◆ Dataset records
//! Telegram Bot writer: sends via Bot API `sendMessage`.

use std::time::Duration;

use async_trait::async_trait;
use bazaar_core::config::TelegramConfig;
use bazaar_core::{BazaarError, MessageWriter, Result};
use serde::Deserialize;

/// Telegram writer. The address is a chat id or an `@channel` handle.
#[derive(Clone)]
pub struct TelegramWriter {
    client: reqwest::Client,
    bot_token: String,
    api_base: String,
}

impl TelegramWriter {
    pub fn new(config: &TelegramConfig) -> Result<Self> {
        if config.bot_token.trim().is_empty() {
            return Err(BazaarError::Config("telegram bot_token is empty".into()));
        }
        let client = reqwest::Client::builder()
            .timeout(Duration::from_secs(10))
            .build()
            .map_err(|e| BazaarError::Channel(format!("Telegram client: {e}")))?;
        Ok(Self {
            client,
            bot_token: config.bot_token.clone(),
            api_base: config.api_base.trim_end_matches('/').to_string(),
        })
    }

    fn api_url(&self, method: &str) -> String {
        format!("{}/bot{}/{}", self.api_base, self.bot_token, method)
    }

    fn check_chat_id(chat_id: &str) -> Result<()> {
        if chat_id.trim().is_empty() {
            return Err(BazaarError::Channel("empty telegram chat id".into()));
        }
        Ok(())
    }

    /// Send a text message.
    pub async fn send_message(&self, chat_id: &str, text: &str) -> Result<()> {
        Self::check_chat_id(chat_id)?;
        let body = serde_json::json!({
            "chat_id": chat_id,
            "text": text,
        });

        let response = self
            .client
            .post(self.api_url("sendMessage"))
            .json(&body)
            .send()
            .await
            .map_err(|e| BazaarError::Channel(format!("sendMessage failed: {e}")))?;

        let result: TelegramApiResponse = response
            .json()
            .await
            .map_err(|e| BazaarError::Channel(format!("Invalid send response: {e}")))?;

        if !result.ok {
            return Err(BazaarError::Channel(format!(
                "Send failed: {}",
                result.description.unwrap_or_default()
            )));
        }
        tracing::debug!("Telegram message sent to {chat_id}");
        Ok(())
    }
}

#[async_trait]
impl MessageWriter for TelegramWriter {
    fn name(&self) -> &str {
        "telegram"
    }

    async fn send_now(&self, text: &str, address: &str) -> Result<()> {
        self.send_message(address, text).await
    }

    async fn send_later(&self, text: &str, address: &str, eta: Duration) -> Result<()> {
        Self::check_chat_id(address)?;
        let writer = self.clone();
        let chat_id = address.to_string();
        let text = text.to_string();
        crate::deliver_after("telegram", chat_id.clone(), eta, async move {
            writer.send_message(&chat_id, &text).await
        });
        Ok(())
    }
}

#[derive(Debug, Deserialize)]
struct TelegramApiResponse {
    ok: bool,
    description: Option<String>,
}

◆ Brief
Print, exactly and only, the lines running from the one with "Self::check_chat_id(address)?;" to the end of the data above.

◆ Written answer
        Self::check_chat_id(address)?;
        let writer = self.clone();
        let chat_id = address.to_string();
        let text = text.to_string();
        crate::deliver_after("telegram", chat_id.clone(), eta, async move {
            writer.send_message(&chat_id, &text).await
        });
        Ok(())
    }
}

#[derive(Debug, Deserialize)]
struct TelegramApiResponse {
    ok: bool,
    description: Option<String>,
}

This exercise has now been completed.